LONDON: England have the luxury of six specialist pacemen in their 14-man squad for this week’s first Test against Pakistan at Old Trafford — a welcome “headache” for captain Joe Root.
The skipper can call on veteran new-ball partners James Anderson and Stuart Broad, the express pace of Jofra Archer and Mark Wood and the impressive Sam Curran and Chris Woakes.
The hosts rotated their quicks during last month’s 2-1 series win over the West Indies which, together with the upcoming campaign against Pakistan, forms a program of six Tests in seven weeks.
That is a particularly tough schedule for fast bowlers in a season cut short by the coronavirus pandemic.
England’s management has argued no paceman can play all six Tests, with the restrictions imposed by maintaining a bio-secure “bubble” requiring several options to be immediately at hand.
But it is an issue they will need to handle with care given they have now lost the opener in eight of their past 10 multi-match Test series, which for all their resilience could prove costly if it happens against Pakistan.
Broad revealed on Sunday he felt “so low” after being omitted from the West Indies opener that he considered retiring.
The recalled Broad responded with 16 wickets at a miserly average of under 11 in the next two matches as he joined long-standing England new-ball colleague Anderson as one of a select group of seven bowlers to have taken 500 Test wickets.
At 34, and bowling a generally fuller length which makes his ability to move the ball late off the seam an even more challenging proposition, Broad is in arguably the best form of his career.
Anderson, four years older and a swing bowler who thrives in home conditions, is closing in on 600 Test wickets, with England’s all-time leading bowler clearly not done yet.


World Cup winners Archer and Wood provide England with the option of genuine 90-miles-per-hour-plus pace, with speed through the air an asset even when pitch and overhead conditions favor the batsmen.
Then there is Curran, whose left-arm angle adds variety to an otherwise all right-arm attack. The Surrey bowler has won every Test he has played in at home.
Woakes, who took 5-50 in the West Indies decider, has a better home average than either Broad or Anderson, with his 81 Test wickets in England coming at just 22 apiece.
Woakes is now more inclined to deploy a sharp bouncer, which makes it harder for batsmen to routinely push forward in the hope of blunting his movement.
That still leaves the pace bowling of star all-rounder Ben Stokes who, as he showed before guiding England to an astounding one-wicket win with a brilliant century during last year’s Headingley Test against Australia, can also drag his side back into matches by sheer force of personality with the ball.
But the West Indies finale may serve as a model for England.
Stokes was unfit to bowl, although he featured as a batsman, and that meant England deployed Anderson, Broad, Archer and Woakes in an attack featuring spinner Dom Bess after omitting batsman Zak Crawley.

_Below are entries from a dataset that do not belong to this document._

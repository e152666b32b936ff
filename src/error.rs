/*
 * SPDX-FileCopyrightText: 2022 Empo Inc.
 *
 * SPDX-License-Identifier: GPL-3.0-or-later
 *
 * This program is free software: you can redistribute it and/or modify
 * it under the terms of the GNU General Public License as published by
 * the Free Software Foundation, either version 3 of the License, or
 * (at your option) any later version.
 *
 * This program is distributed in the hope that it will be useful, but
 * WITHOUT ANY WARRANTY; without even the implied warranty of
 * MERCHANTABILITY or FITNESS FOR A PARTICULAR PURPOSE. See the GNU
 * General Public License for more details.
 *
 * You should have received a copy of the GNU General Public License
 * along with this program. If not, see <http://www.gnu.org/licenses/>.
 */

use std::io;
use std::num::ParseIntError;

pub type Result<T> = std::result::Result<T, Error>;

/// Errors reported by the `wg` bindings
#[derive(err_derive::Error, Debug)]
pub enum Error {
    /// The `wg` executable could not be located
    #[error(display = "wg executable not found in PATH")]
    WgNotFound,

    /// Spawning `wg` failed, it exited non-zero, or its output was not UTF-8
    #[error(display = "Failed to invoke wg")]
    Exec(#[error(source)] io::Error),

    /// A status line did not contain exactly one `": "` delimiter
    #[error(display = "Malformed status line: {:?}", _0)]
    MalformedLine(String),

    /// A `listening port` value was not a base-10 integer
    #[error(display = "Invalid listening port")]
    BadPort(#[error(source)] ParseIntError),

    /// An `allowed ips` segment was not an IP network
    #[error(display = "Invalid allowed-ips network")]
    BadNetwork(#[error(source)] ipnet::AddrParseError),

    /// A `transfer` value was not of the form `<N> received, <M> sent`
    #[error(display = "Malformed transfer counters: {:?}", _0)]
    BadTransfer(String),

    /// A reserved pseudo-name was passed where an interface name is required
    #[error(display = "Invalid interface name: {:?}", _0)]
    BadInterfaceName(String),
}
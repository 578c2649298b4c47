pub mod base64;
pub mod uuid;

England could now drop Bess or still play four specialist quicks even if Stokes is fit to bowl for the first Test, which starts at Old Trafford on Wednesday.
There were times when Archer, who clearly thrives on responsibility, was relegated to the role of first and second change during the West Indies finale and appeared to bowl accordingly.

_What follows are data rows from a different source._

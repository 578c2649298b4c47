use bytes::Bytes;

use crate::mls::crypto::provider::CryptoProvider;
use crate::mls::crypto::Secret;
use crate::mls::framing::{ContentType, MlsCiphertext};
use crate::mls::key_schedule::derive_application_keys;
use crate::mls::storage::GroupStorage;
use crate::mls::utilities::error::{Error, Result};
use crate::mls::utilities::tree_math::LeafIndex;

use super::state::GroupStateUpdate;
use super::MlsGroup;

impl<C: CryptoProvider, S: GroupStorage> MlsGroup<C, S> {
    /// Encrypts `plaintext` under this member's next generation key of the
    /// current epoch.
    pub fn encrypt_application_message(&mut self, plaintext: &[u8]) -> Result<MlsCiphertext> {
        let own_leaf = self.own_leaf_index();
        let mut generations = self.state.generations().clone();
        let generation = generations.increment(own_leaf)?;

        let (key, nonce) = derive_application_keys(
            &self.crypto_provider,
            &self.state.epoch_secrets().application_secret,
            own_leaf,
            generation,
        )?;
        let aad = MlsCiphertext::additional_data(
            self.group_context(),
            own_leaf,
            ContentType::Application,
        )?;
        let ciphertext = self
            .crypto_provider
            .aead()
            .seal(&key, &nonce, plaintext, &aad)?;

        let message = MlsCiphertext {
            group_id: self.id().clone(),
            epoch: self.epoch(),
            sender_index: own_leaf,
            nonce,
            ciphertext,
            content_type: ContentType::Application,
        };

        let next = self.state.clone().copy_with(GroupStateUpdate {
            generations: Some(generations),
            ..Default::default()
        });
        self.install(next)?;

        Ok(message)
    }

    /// Decrypts a message sent in the current epoch.
    ///
    /// Only generations above the last one accepted from the sender, and at
    /// most [`GroupConfig::max_generation_lookahead`] past it, are tried, so a
    /// replayed message fails.
    ///
    /// [`GroupConfig::max_generation_lookahead`]: super::config::GroupConfig::max_generation_lookahead
    pub fn decrypt_application_message(&mut self, message: &MlsCiphertext) -> Result<Vec<u8>> {
        let (generation, plaintext) = match self.open_application_message(message) {
            Ok(opened) => opened,
            Err(err) => {
                log::warn!(
                    "Dropped message from leaf {} for {} at epoch {}: {err}",
                    message.sender_index,
                    self.id(),
                    self.epoch()
                );
                return Err(err);
            }
        };

        let mut generations = self.state.generations().clone();
        generations.set(message.sender_index, generation);
        let next = self.state.clone().copy_with(GroupStateUpdate {
            generations: Some(generations),
            ..Default::default()
        });
        self.install(next)?;

        Ok(plaintext.to_vec())
    }

    fn open_application_message(&self, message: &MlsCiphertext) -> Result<(u32, Bytes)> {
        if message.group_id != *self.id() {
            return Err(Error::GroupIdMismatch);
        }
        if message.epoch != self.epoch() {
            return Err(Error::EpochMismatch {
                current: self.epoch(),
                received: message.epoch,
            });
        }
        if message.content_type != ContentType::Application {
            return Err(Error::Decryption);
        }

        let sender = message.sender_index;
        if self.state.member(sender).is_none() {
            return Err(Error::UnknownSender(sender));
        }

        let (generation, key) = self.find_generation(sender, &message.nonce)?;
        let aad =
            MlsCiphertext::additional_data(self.group_context(), sender, ContentType::Application)?;
        let plaintext = self
            .crypto_provider
            .aead()
            .open(&key, &message.nonce, &message.ciphertext, &aad)?;

        Ok((generation, plaintext))
    }

    /// Walks the generations after `sender`'s watermark, looking for the one
    /// whose nonce the message was sealed with.
    fn find_generation(&self, sender: LeafIndex, nonce: &[u8]) -> Result<(u32, Secret)> {
        let watermark = self.state.generations().get(sender);
        let first = watermark
            .checked_add(1)
            .ok_or(Error::NoMatchingGeneration)?;
        let last = watermark.saturating_add(self.config.max_generation_lookahead());
        let application_secret = &self.state.epoch_secrets().application_secret;

        for generation in first..=last {
            let (key, candidate_nonce) = derive_application_keys(
                &self.crypto_provider,
                application_secret,
                sender,
                generation,
            )?;
            if candidate_nonce == nonce {
                return Ok((generation, key));
            }
        }

        Err(Error::NoMatchingGeneration)
    }
}
use rand_core::{CryptoRng, OsRng, RngCore};

use crate::mls::crypto::Secret;

#[inline]
pub fn get_rng() -> impl RngCore + CryptoRng {
    OsRng
}

#[inline]
pub fn random_array<const N: usize>() -> [u8; N] {
    let mut array = [0u8; N];
    get_rng().fill_bytes(&mut array);

    array
}

/// Fresh secret of `len` bytes, e.g. a leaf secret or the first init secret
/// of a group.
#[inline]
pub fn random_secret(len: usize) -> Secret {
    let mut secret = vec![0u8; len];
    get_rng().fill_bytes(&mut secret);

    Secret::from(secret)
}

#[cfg(test)]
mod tests {
    use super::*;

    #[test]
    /// Doesn't say anything about the quality of the randomness, only that
    /// we didn't hand back zeroes or the same output twice
    fn sanity_rng_check() {
        let first = random_secret(32);
        let second = random_secret(32);

        assert_eq!(first.len(), 32, "secret has the requested length");
        assert_ne!(&first[..], &[0u8; 32], "secret should not be all zeroes");
        assert_ne!(first, second, "two secrets should differ");
        assert_ne!(random_array::<16>(), random_array::<16>(), "arrays should differ");
    }
}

Archer was making his return after missing the second Test due to a breach of coronavirus protocols.
It may be, however, that even Anderson and Broad will have to accept they cannot always be the “main men” from now on.

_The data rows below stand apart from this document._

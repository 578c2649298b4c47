use crate::mls::crypto::key_pair::HpkeKeyPair;
use crate::mls::crypto::provider::{CryptoProvider, RustCryptoProvider};
use crate::mls::ratchet_tree::*;
use crate::mls::utilities::error::{CommitRejection, Error, Result};
use crate::mls::utilities::serde::{Deserializer, Serializer};
use crate::mls::utilities::tree_math::{LeafIndex, NodeIndex};

const CONTEXT: &[u8] = b"group 1";

fn nodes(indices: &[u32]) -> Vec<NodeIndex> {
    indices.iter().copied().map(NodeIndex).collect()
}

/// One view of the same public tree per member, each holding its own leaf key.
fn member_trees(
    provider: &impl CryptoProvider,
    members: u32,
) -> Result<(Vec<RatchetTree>, Vec<HpkeKeyPair>)> {
    let key_pairs = (0..members)
        .map(|_| provider.hpke().generate_key_pair())
        .collect::<Result<Vec<_>>>()?;

    let mut public = RatchetTree::new(
        key_pairs[0].public_key.clone(),
        key_pairs[0].private_key.clone(),
    )
    .public_only();
    for key_pair in &key_pairs[1..] {
        public.append_leaf(key_pair.public_key.clone());
    }

    let mut trees = vec![];
    for (i, key_pair) in (0..members).zip(&key_pairs) {
        let mut tree = public.clone();
        tree.set_leaf_private_key(LeafIndex(i), key_pair.private_key.clone())?;
        trees.push(tree);
    }
    Ok((trees, key_pairs))
}

#[test]
fn appending_grows_the_right_edge() -> Result<()> {
    let provider = RustCryptoProvider::default();
    let (trees, _) = member_trees(&provider, 3)?;
    let tree = &trees[0];

    assert_eq!(tree.num_leaves().0, 3);
    assert_eq!(tree.num_leaves().width(), 5);
    assert_eq!(
        tree.resolution(NodeIndex(3)),
        nodes(&[0, 2, 4]),
        "blank parents resolve to their leaves"
    );
    assert_eq!(tree.resolution(NodeIndex(4)), nodes(&[4]));
    Ok(())
}

#[test]
fn tree_grows_by_two_nodes_per_leaf() -> Result<()> {
    let provider = RustCryptoProvider::default();
    let first = provider.hpke().generate_key_pair()?;
    let mut tree = RatchetTree::new(first.public_key, first.private_key).public_only();

    let mut widths = vec![];
    for leaves in 1..=4u32 {
        if leaves > 1 {
            let key_pair = provider.hpke().generate_key_pair()?;
            assert_eq!(tree.append_leaf(key_pair.public_key), LeafIndex(leaves - 1));
        }
        widths.push(tree.nodes.len());
        assert_eq!(tree.num_leaves().0, leaves);
        assert_eq!(tree.num_leaves().width() as usize, tree.nodes.len());

        let bytes = tree.serialize_detached()?;
        let restored = RatchetTree::deserialize_exact(&bytes)?;
        assert_eq!(restored, tree);
        assert_eq!(restored.serialize_detached()?, bytes, "{leaves} leaves");
    }

    assert_eq!(widths, vec![1, 3, 5, 7]);
    Ok(())
}

#[test]
fn removed_leaves_drop_out_of_resolutions() -> Result<()> {
    let provider = RustCryptoProvider::default();
    let (mut trees, _) = member_trees(&provider, 4)?;
    let tree = &mut trees[0];

    tree.blank_subtree(LeafIndex(1));
    assert!(tree.get_leaf(LeafIndex(1)).is_none(), "leaf is blanked");
    assert_eq!(tree.resolution(NodeIndex(1)), nodes(&[0]));
    assert_eq!(tree.num_leaves().0, 4, "trees never shrink");

    let next = tree.append_leaf(provider.hpke().generate_key_pair()?.public_key);
    assert_eq!(next, LeafIndex(4), "blank leaves are not reused");
    Ok(())
}

#[test]
#[allow(clippy::cast_possible_truncation)]
fn update_path_gives_everyone_the_same_commit_secret() -> Result<()> {
    let provider = RustCryptoProvider::default();
    let (mut trees, _) = member_trees(&provider, 4)?;

    let new_leaf = provider.hpke().generate_key_pair()?;
    let update = trees[0].encap(&provider, LeafIndex(0), new_leaf, &[], CONTEXT)?;
    assert_eq!(update.update_path.nodes.len(), 2, "direct path of leaf 0 is [1, 3]");
    assert_eq!(
        update.update_path.nodes[1].encrypted_path_secrets.len(),
        2,
        "root secret goes to leaves 2 and 3"
    );

    for i in 1..4 {
        let commit_secret = trees[i].decap(
            &provider,
            LeafIndex(i as u32),
            LeafIndex(0),
            &update.update_path,
            &[],
            CONTEXT,
        )?;
        assert_eq!(commit_secret, update.commit_secret, "member {i} agrees");
        assert_eq!(
            trees[i].serialize_detached()?,
            trees[0].serialize_detached()?,
            "member {i} has the same public tree"
        );
    }

    // Member 1 now owns node 1 and can decrypt a commit from leaf 3 through it
    let new_leaf = provider.hpke().generate_key_pair()?;
    let update = trees[3].encap(&provider, LeafIndex(3), new_leaf, &[], CONTEXT)?;
    assert_eq!(
        update.update_path.nodes[1].encrypted_path_secrets.len(),
        1,
        "node 1 covers both leaves on the left"
    );
    let commit_secret = trees[1].decap(
        &provider,
        LeafIndex(1),
        LeafIndex(3),
        &update.update_path,
        &[],
        CONTEXT,
    )?;
    assert_eq!(commit_secret, update.commit_secret);
    Ok(())
}

#[test]
fn excluded_leaves_get_no_ciphertext() -> Result<()> {
    let provider = RustCryptoProvider::default();
    let (mut trees, _) = member_trees(&provider, 3)?;

    let new_leaf = provider.hpke().generate_key_pair()?;
    let update = trees[0].encap(&provider, LeafIndex(0), new_leaf, &[LeafIndex(2)], CONTEXT)?;
    assert!(
        update.update_path.nodes[1].encrypted_path_secrets.is_empty(),
        "leaf 2 was excluded"
    );

    let result = trees[2].decap(
        &provider,
        LeafIndex(2),
        LeafIndex(0),
        &update.update_path,
        &[LeafIndex(2)],
        CONTEXT,
    );
    assert!(matches!(
        result,
        Err(Error::InvalidCommit(CommitRejection::NoDecryptablePathSecret))
    ));
    Ok(())
}

#[test]
fn path_keys_are_checked_against_the_secret() -> Result<()> {
    let provider = RustCryptoProvider::default();
    let (mut trees, _) = member_trees(&provider, 2)?;

    let new_leaf = provider.hpke().generate_key_pair()?;
    let mut update = trees[0].encap(&provider, LeafIndex(0), new_leaf, &[], CONTEXT)?;
    update.update_path.nodes[0].public_key = provider.hpke().generate_key_pair()?.public_key;

    let result = trees[1].decap(
        &provider,
        LeafIndex(1),
        LeafIndex(0),
        &update.update_path,
        &[],
        CONTEXT,
    );
    assert!(matches!(
        result,
        Err(Error::InvalidCommit(CommitRejection::MalformedUpdatePath))
    ));

    let result = trees[1].decap(
        &provider,
        LeafIndex(1),
        LeafIndex(0),
        &UpdatePath::default(),
        &[],
        CONTEXT,
    );
    assert!(
        matches!(
            result,
            Err(Error::InvalidCommit(CommitRejection::MalformedUpdatePath))
        ),
        "path length must match the direct path"
    );
    Ok(())
}

#[test]
fn public_and_private_parts_serialize_separately() -> Result<()> {
    let provider = RustCryptoProvider::default();
    let (mut trees, key_pairs) = member_trees(&provider, 5)?;
    let new_leaf = provider.hpke().generate_key_pair()?;
    let new_leaf_private = new_leaf.private_key.clone();
    trees[0].encap(&provider, LeafIndex(0), new_leaf, &[], CONTEXT)?;
    let tree = &trees[0];

    let public = tree.serialize_detached()?;
    let private = tree.serialize_private()?;

    let mut restored = RatchetTree::deserialize_exact(&public)?;
    assert_eq!(restored, tree.public_only(), "public part carries no private keys");

    restored.restore_private(private.clone())?;
    restored.set_leaf_private_key(LeafIndex(0), new_leaf_private)?;
    assert_eq!(&restored, tree, "both parts together restore the tree");
    assert_eq!(restored.serialize_private()?, private, "private part round trips exactly");

    assert_ne!(
        tree.get_leaf(LeafIndex(1)).map(|node| &node.public_key),
        None,
        "other leaves are present"
    );
    assert_eq!(
        tree.get_leaf(LeafIndex(4)).map(|node| node.public_key.clone()),
        Some(key_pairs[4].public_key.clone())
    );
    Ok(())
}

#[test]
fn malformed_trees_are_rejected() {
    assert!(matches!(
        RatchetTree::deserialize_exact([0u8, 0, 0, 2, 0, 0]),
        Err(Error::MalformedTree)
    ));
}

England often appear so obsessed with the Ashes that the opponent in front of them becomes relegated to a warm-up act for their next confrontation with Australia.
But this season’s compressed schedule may have inadvertently given England a template for how to regain the urn Down Under in 2021/22.
“With the talent that’s waiting in the wings it’s an exciting place to be and long may those headaches continue,” said Root.